### Dimensionality Reduction

first we should try to train system on original data before reduction

reducing noise and filtering unnecessary details will result in higher performance (speed up training)

Reducing the dimensionality could help in visuals such as detecting patterns (clusters)

**Projection:** 3D space -> 2D space

**Manifold:** Swiss Roll data example from 3D to unrolling it onto 2D space

### PCA Principal Component Analysis

the most popular dimensionality reduction algorithm

identifies the axis that accounts for the largest amount of variance in the trainging set

finds second axis orthogonal to the first one that accounts for the largest amount of the remaining variance (as many axes as the number of dimensions)

To find the principal components of a training set?

using standard matrix factorization technique called sinular value decomposition (SVD)
decompose X onto UEV^T

In [6]:
import numpy as np

# Create a small 3D dataset (5 points in 3D space)
X = np.array([
    [2, 3, 5],
    [3, 5, 7],
    [5, 8, 11],
    [7, 10, 13],
    [9, 12, 15]
])

# Center the data
X_centered = X - X.mean(axis=0)

print(X.mean(axis=0))
# Perform SVD
U, s, Vt = np.linalg.svd(X_centered)

# Principal components
c1 = Vt[0]  # First principal component
c2 = Vt[1]  # Second principal component

print("Principal Component 1:", c1)
print("Principal Component 2:", c2)

[ 5.2  7.6 10.2]
Principal Component 1: [0.45795989 0.58739374 0.66726407]
Principal Component 2: [-0.85099447  0.0726221   0.52012926]

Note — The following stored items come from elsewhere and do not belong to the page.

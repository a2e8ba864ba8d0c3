//! The lock owner and the typed RAII wrapper.
//!
//! [`ReadWriteLock`] owns the state machine: it validates options, runs the
//! optional background vacuum timer, and exposes the raw enter/exit surface
//! used by adapters. [`RwLock`] wraps it around a value with RAII guards.
//!
//! # Fairness
//!
//! | Configuration | Behavior on release |
//! |---|---|
//! | default (fair) | FIFO across reads and writes in one queue |
//! | `elevate_read_queue` | queued readers admitted before queued writers |
//! | `elevate_write_queue` | queued writers admitted before queued readers |
//!
//! Optimistic acquirers never overtake a published queue hint: once a
//! waiter sets it, new arrivals fall into the queue behind the waiter.
//!
//! # Upgradable reads
//!
//! An [`UpgradableReadGuard`] coexists with ordinary readers but excludes
//! other upgradable readers. [`UpgradableReadGuard::upgrade`] converts to
//! exclusive once the holder is the sole remaining reader, without ever
//! releasing the lock; [`UpgradeGuard::downgrade`] converts back.

use std::cell::UnsafeCell;
use std::future::Future;
use std::ops::{Deref, DerefMut};
use std::pin::Pin;
use std::sync::Arc;
use std::task::{Context, Poll};
use std::time::Duration;

use parking_lot::{Condvar, Mutex};

use crate::cancel::CancelToken;
use crate::error::{ConfigError, LockError};
use crate::options::LockOptions;
use crate::raw::{Acquire, RawLock};
use crate::state::StateSnapshot;
use crate::wait::WaitKind;

/// The lock itself, without an attached value.
///
/// All acquisition methods return an [`Acquire`] handle usable as a future
/// or as a blocking waiter. `true` means admitted; `false` means the
/// timeout elapsed before admission.
pub struct ReadWriteLock {
    raw: Arc<RawLock>,
    vacuum_timer: Option<VacuumTimer>,
}

impl ReadWriteLock {
    /// Creates a lock with default options: fair queueing, inline wakes,
    /// no vacuum timer.
    #[must_use]
    pub fn new() -> Self {
        Self::with_options(LockOptions::new()).expect("default options are valid")
    }

    /// Creates a lock with explicit options.
    pub fn with_options(options: LockOptions) -> Result<Self, ConfigError> {
        options.validate()?;
        let raw = Arc::new(RawLock::new(&options));
        let vacuum_timer = options
            .vacuum_interval
            .map(|interval| VacuumTimer::spawn(Arc::clone(&raw), interval));
        Ok(Self { raw, vacuum_timer })
    }

    /// Attempts a shared acquisition without waiting.
    #[must_use]
    pub fn try_enter_read(&self) -> bool {
        self.raw.try_enter(WaitKind::Read)
    }

    /// Attempts an upgradable shared acquisition without waiting.
    #[must_use]
    pub fn try_enter_read_upgrade(&self) -> bool {
        self.raw.try_enter(WaitKind::ReadUpgrade)
    }

    /// Attempts an exclusive acquisition without waiting.
    #[must_use]
    pub fn try_enter_write(&self) -> bool {
        self.raw.try_enter(WaitKind::Write)
    }

    /// Attempts to convert the upgradable holder to exclusive without
    /// waiting.
    #[must_use]
    pub fn try_enter_write_upgrade(&self) -> bool {
        self.raw.try_enter(WaitKind::WriteUpgrade)
    }

    /// Shared acquisition.
    pub fn enter_read(
        &self,
        timeout: Option<Duration>,
        cancel: Option<&CancelToken>,
    ) -> Acquire<'_> {
        self.raw.enter(WaitKind::Read, timeout, cancel)
    }

    /// Upgradable shared acquisition.
    pub fn enter_read_upgrade(
        &self,
        timeout: Option<Duration>,
        cancel: Option<&CancelToken>,
    ) -> Acquire<'_> {
        self.raw.enter(WaitKind::ReadUpgrade, timeout, cancel)
    }

    /// Exclusive acquisition.
    pub fn enter_write(
        &self,
        timeout: Option<Duration>,
        cancel: Option<&CancelToken>,
    ) -> Acquire<'_> {
        self.raw.enter(WaitKind::Write, timeout, cancel)
    }

    /// Conversion of the upgradable holder to exclusive. Only meaningful
    /// while holding the upgradable shared state.
    pub fn enter_write_upgrade(
        &self,
        timeout: Option<Duration>,
        cancel: Option<&CancelToken>,
    ) -> Acquire<'_> {
        self.raw.enter(WaitKind::WriteUpgrade, timeout, cancel)
    }

    /// Releases one shared holder.
    pub fn exit_read(&self) {
        self.raw.exit_read(1);
    }

    /// Releases the upgradable shared holder.
    pub fn exit_read_upgrade(&self) {
        self.raw.exit_read_upgrade();
    }

    /// Releases the exclusive holder.
    pub fn exit_write(&self) {
        self.raw.exit_write();
    }

    /// Releases the upgraded exclusive state, returning the holder to
    /// upgradable shared.
    pub fn exit_write_upgrade(&self) {
        self.raw.exit_write();
    }

    /// Cancels every queued waiter with [`LockError::Disposed`] and
    /// refuses new acquisitions. Current holders may still exit.
    pub fn dispose(&self) {
        self.raw.dispose();
    }

    /// Whether [`dispose`](Self::dispose) has been called.
    #[must_use]
    pub fn is_disposed(&self) -> bool {
        self.raw.is_disposed()
    }

    /// Runs one vacuum pass over both waiter queues.
    pub fn vacuum(&self) {
        self.raw.vacuum();
    }

    /// Debug snapshot of the lock word.
    #[must_use]
    pub fn state(&self) -> StateSnapshot {
        self.raw.snapshot()
    }
}
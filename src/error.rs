//! Error types for lock acquisition and construction.
//!
//! Errors are explicit and typed. A timed-out acquisition is *not* an
//! error: the acquire future resolves to `Ok(false)` and the caller decides
//! whether that is worth surfacing. Everything that genuinely prevents the
//! waiter from ever being admitted is a [`LockError`].
//!
//! No release path returns an error or panics; transient CAS losses and
//! queue races are retried internally and are never observable.

/// Error delivered through an acquire future or blocking wait.
#[derive(Debug, Clone, Copy, PartialEq, Eq)]
pub enum LockError {
    /// The waiter's [`CancelToken`](crate::CancelToken) fired while waiting.
    Cancelled,
    /// More waiters are queued than the lock can track.
    QueueOverflow,
    /// The lock was disposed; queued waiters are drained with this error
    /// and new acquisitions are refused.
    Disposed,
}

impl std::fmt::Display for LockError {
    fn fmt(&self, f: &mut std::fmt::Formatter<'_>) -> std::fmt::Result {
        match self {
            Self::Cancelled => write!(f, "lock acquisition cancelled"),
            Self::QueueOverflow => write!(f, "lock waiter queue overflow"),
            Self::Disposed => write!(f, "lock disposed"),
        }
    }
}

impl std::error::Error for LockError {}

/// Error returned when lock construction options are invalid.
#[derive(Debug, Clone, Copy, PartialEq, Eq)]
pub enum ConfigError {
    /// Both `elevate_read_queue` and `elevate_write_queue` were set.
    ConflictingElevation,
    /// `vacuum_interval` was set to a zero duration.
    ZeroVacuumInterval,
}

impl std::fmt::Display for ConfigError {
    fn fmt(&self, f: &mut std::fmt::Formatter<'_>) -> std::fmt::Result {
        match self {
            Self::ConflictingElevation => {
                write!(f, "at most one of the elevation options may be enabled")
            }
            Self::ZeroVacuumInterval => write!(f, "vacuum interval must be greater than zero"),
        }
    }
}

impl std::error::Error for ConfigError {}
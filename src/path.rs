//! Path following for AI-driven vehicles: desired direction → throttle and
//! steering, plus the cylinder test used to decide a waypoint was reached.

use crate::math::{Quat, Vec3, forward_vector, right_vector};
use crate::vehicle::Vehicle;
use serde::{Deserialize, Serialize};
use tracing::debug;

/// `(acceleration, turning)` for a desired world direction. Never reverses.
pub fn request_move(rotation: &Quat, direction: &Vec3) -> (f32, f32) {
    let Some(direction) = direction.try_normalize(1.0e-6) else {
        return (0.0, 0.0);
    };
    let acceleration = forward_vector(rotation).dot(&direction).clamp(0.0, 1.0);
    let turning = right_vector(rotation).dot(&direction).clamp(-1.0, 1.0);
    (acceleration, turning)
}

#[derive(Debug, Clone, Copy, PartialEq)]
pub struct Destination {
    pub goal: Vec3,
    pub goal_radius: f32,
    /// Carried for hosts that test height; the 2-D test ignores it.
    pub goal_half_height: f32,
    pub acceptance_radius: f32,
    pub agent_radius: f32,
    pub agent_radius_multiplier: f32,
}

impl Destination {
    pub fn point(goal: Vec3, acceptance_radius: f32) -> Self {
        Self {
            goal,
            goal_radius: 0.0,
            goal_half_height: 0.0,
            acceptance_radius,
            agent_radius: 0.0,
            agent_radius_multiplier: 1.0,
        }
    }

    pub fn has_reached(&self, agent_location: &Vec3) -> bool {
        let dx = agent_location.x - self.goal.x;
        let dy = agent_location.y - self.goal.y;
        let reach = self.acceptance_radius
            + self.goal_radius
            + self.agent_radius * self.agent_radius_multiplier;
        dx * dx + dy * dy <= reach * reach
    }
}

#[derive(Debug, Clone, PartialEq, Serialize, Deserialize)]
pub struct PathFollower {
    waypoints: Vec<Vec3>,
    current: usize,
    pub acceptance_radius: f32,
    pub agent_radius: f32,
    pub looped: bool,
}

impl PathFollower {
    pub fn new(waypoints: Vec<Vec3>, acceptance_radius: f32) -> Self {
        Self {
            waypoints,
            current: 0,
            acceptance_radius,
            agent_radius: 0.0,
            looped: false,
        }
    }

    pub fn looped(mut self) -> Self {
        self.looped = true;
        self
    }

    pub fn current_waypoint(&self) -> Option<Vec3> {
        self.waypoints.get(self.current).copied()
    }

    pub fn is_finished(&self) -> bool {
        self.current >= self.waypoints.len()
    }

    /// Steers `vehicle` toward the current waypoint. Returns false once the
    /// route is done, with the vehicle's inputs cleared.
    pub fn update(&mut self, vehicle: &mut Vehicle, location: &Vec3, rotation: &Quat) -> bool {
        // each waypoint is checked at most once per update
        for _ in 0..self.waypoints.len() {
            let Some(goal) = self.current_waypoint() else {
                break;
            };
            let destination = Destination {
                agent_radius: self.agent_radius,
                ..Destination::point(goal, self.acceptance_radius)
            };
            if !destination.has_reached(location) {
                let mut direction = goal - location;
                direction.z = 0.0;
                vehicle.request_path_move(rotation, &direction);
                return true;
            }

            debug!(waypoint = self.current, "waypoint reached");
            self.current += 1;
            if self.looped && self.is_finished() {
                self.current = 0;
            }
        }

        vehicle.clear_inputs();
        false
    }
}
impl GroundProbe for RapierBody<'_> {
    fn cast(&self, query: &ProbeQuery) -> Option<ProbeHit> {
        let start = to_metres(&query.start);
        let delta = to_metres(&query.end) - start;
        let length = delta.norm();
        if length <= f32::EPSILON {
            return None;
        }
        let dir = delta / length;

        let filter = QueryFilter::default()
            .exclude_rigid_body(self.handle)
            .groups(InteractionGroups::new(Group::ALL, Group::from_bits_truncate(query.mask)));

        if query.radius <= 0.0 {
            let ray = Ray::new(Point::from(start), dir);
            let (_, hit) = self.query.cast_ray_and_get_normal(
                &*self.bodies,
                self.colliders,
                &ray,
                length,
                true,
                filter,
            )?;
            let point = start + dir * hit.time_of_impact;
            return Some(ProbeHit {
                distance: hit.time_of_impact * UNITS_PER_METER,
                point: to_units(&point),
                normal: Vec3::new(hit.normal.x, hit.normal.y, hit.normal.z),
            });
        }

        let radius = query.radius / UNITS_PER_METER;
        let ball = Ball::new(radius);
        let (collider, hit) = self.query.cast_shape(
            &*self.bodies,
            self.colliders,
            &Isometry::translation(start.x, start.y, start.z),
            &dir,
            &ball,
            ShapeCastOptions::with_max_time_of_impact(length),
            filter,
        )?;

        let local_normal = hit.normal1.into_inner();
        let normal = match self.colliders.get(collider) {
            Some(c) => c.position().rotation * local_normal,
            None => local_normal,
        };
        let centre = start + dir * hit.time_of_impact;
        Some(ProbeHit {
            distance: hit.time_of_impact * UNITS_PER_METER,
            point: to_units(&(centre - normal * radius)),
            normal: Vec3::new(normal.x, normal.y, normal.z),
        })
    }
}

// --------------------------------------------------
// Attachments
// --------------------------------------------------

/// Preset attachment points exposed as skeleton bones of the chassis.
#[derive(Debug, Clone, Default)]
pub struct PresetRig {
    attachments: HashMap<String, Transform>,
}

impl PresetRig {
    pub fn new(preset: &VehiclePreset) -> Self {
        let attachments = preset
            .attachments
            .iter()
            .map(|(name, location)| {
                (name.clone(), Transform::from_parts(Translation3::from(*location), Quat::identity()))
            })
            .collect();
        Self { attachments }
    }
}

impl AttachmentProvider for PresetRig {
    fn mesh_kind(&self) -> MeshKind {
        MeshKind::Skeletal
    }

    fn attachment_local_transform(&self, name: &str) -> Option<Transform> {
        self.attachments.get(name).copied()
    }

    fn bone_world_transform(&self, _name: &str) -> Option<Transform> {
        None
    }

    fn visual_mesh_world_transform(&self) -> Option<Transform> {
        None
    }
}

#[cfg(test)]
mod tests {
    use super::*;
    use crate::host::NoNetwork;
    use crate::presets::sport_car_preset;
    use crate::testing::approx;
    use crate::vehicle::{Frame, Vehicle, VehicleContext};

    const DT: f32 = 1.0 / 60.0;

    #[test]
    fn spawned_body_reports_centimetres() {
        let mut world = PhysicsWorld::new();
        let handle = world.spawn_vehicle(&sport_car_preset(), Vec3::new(150.0, -20.0, 120.0), Quat::identity());
        let body = world.body(handle).unwrap();

        let t = body.transform().translation.vector;
        assert!(approx(t.x, 150.0, 1e-3) && approx(t.y, -20.0, 1e-3) && approx(t.z, 120.0, 1e-3));
        assert!(approx(body.world_gravity_z(), -981.0, 1e-3));
        assert!(approx(body.mass(), 1350.0, 1.0));
        assert!(body.is_simulating());
    }

    #[test]
    fn probe_hits_ground_and_skips_own_chassis() {
        let mut world = PhysicsWorld::new();
        let handle = world.spawn_vehicle(&sport_car_preset(), Vec3::new(0.0, 0.0, 100.0), Quat::identity());
        let body = world.body(handle).unwrap();

        let ray = ProbeQuery {
            start: Vec3::new(0.0, 0.0, 100.0),
            end: Vec3::new(0.0, 0.0, -100.0),
            radius: 0.0,
            mask: COLLISION_WORLD_STATIC,
        };
        let hit = body.cast(&ray).unwrap();
        assert!(approx(hit.distance, 100.0, 0.1));
        assert!(approx(hit.point.z, 0.0, 0.1));
        assert!(approx(hit.normal.z, 1.0, 1e-4));

        let sphere = ProbeQuery { radius: 10.0, ..ray };
        let hit = body.cast(&sphere).unwrap();
        assert!(approx(hit.distance, 90.0, 0.5));

        let short = ProbeQuery { end: Vec3::new(0.0, 0.0, 50.0), ..ray };
        assert!(body.cast(&short).is_none());
    }

    #[test]
    fn velocity_round_trips_through_units() {
        let mut world = PhysicsWorld::new();
        let handle = world.spawn_vehicle(&sport_car_preset(), Vec3::new(0.0, 0.0, 100.0), Quat::identity());
        let mut body = world.body(handle).unwrap();

        body.set_linear_velocity(Vec3::new(1000.0, 0.0, 0.0));
        body.set_angular_velocity_deg(Vec3::new(0.0, 0.0, 90.0));
        assert!(approx(body.linear_velocity().x, 1000.0, 1e-2));
        assert!(approx(body.angular_velocity_deg().z, 90.0, 1e-3));
    }

    #[test]
    fn sport_car_rests_on_its_springs() {
        let preset = sport_car_preset();
        let rig = PresetRig::new(&preset);
        let mut world = PhysicsWorld::new();
        let handle = world.spawn_vehicle(&preset, Vec3::new(0.0, 0.0, 100.0), Quat::identity());

        let mut vehicle = Vehicle::skeletal(preset.settings.clone());
        {
            let mut body = world.body(handle).unwrap();
            vehicle.apply_settings(&mut body, &rig).unwrap();
        }

        let mut net = NoNetwork;
        for i in 0..120 {
            let frame = Frame { dt: DT, now: i as f64 * DT as f64 };
            if let Some(mut body) = world.body(handle) {
                let mut ctx = VehicleContext { host: &mut body, attachments: &rig, net: &mut net };
                vehicle.pre_physics(&mut ctx, frame);
            }
            world.step(DT);
            if let Some(mut body) = world.body(handle) {
                let mut ctx = VehicleContext { host: &mut body, attachments: &rig, net: &mut net };
                vehicle.post_physics(&mut ctx, frame);
            }
        }

        let body = world.body(handle).unwrap();
        let z = body.transform().translation.vector.z;
        assert!(z.is_finite() && z > 0.0 && z < 200.0, "z = {z}");
        assert!(vehicle.grounded_wheels() > 0);
    }
}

Projects training set onto a plane:

In [7]:
W2 = Vt[:2].T
X2D = X_centered @ W2

reduce dimensionality of dataset down to two dimensions
(automatically takes care of centering the data)

In [8]:
from sklearn.decomposition import PCA

pca = PCA(n_components=2)
X2D = pca.fit_transform(X)

Ratio of the proportion of the dataset's variance

In [9]:
pca.explained_variance_ratio_

array([0.99541491, 0.00428147])

0.9954149 variance lies on first PC, 0.00428 second PC

Instead of arbitrarily choosing the number of dimensions to reduce down to, it is simpler to choose the number of dimensions that add up to a sufficiently large portion of the variance ~95%

In [10]:
from sklearn.datasets import load_digits

digits = load_digits()
X, y = digits.data, digits.target

X_train, X_test, y_train, y_test = X[:1500], X[1500:], y[:1500], y[1500:]

pca = PCA()
pca.fit(X_train)
cumsum = np.cumsum(pca.explained_variance_ratio_)
d = np.argmax(cumsum >= 0.95) + 1

In [11]:
# variance to perserve:
pca = PCA(n_components=0.95)
X_reduced = pca.fit_transform(X_train)

In [12]:
pca.n_components_

28

In [18]:
from sklearn.ensemble import RandomForestClassifier
from sklearn.model_selection import RandomizedSearchCV
from sklearn.pipeline import make_pipeline

clf = make_pipeline(PCA(random_state=42), RandomForestClassifier(random_state=42))

param_distrib = {
    "pca__n_components": np.arange(10, 80),
    "randomforestclassifier__n_estimators": np.arange(50, 500)
}

rnd_search = RandomizedSearchCV(clf, param_distrib, n_iter=10, cv=3, random_state=42)
rnd_search.fit(X_train[:1000], y_train[:1000])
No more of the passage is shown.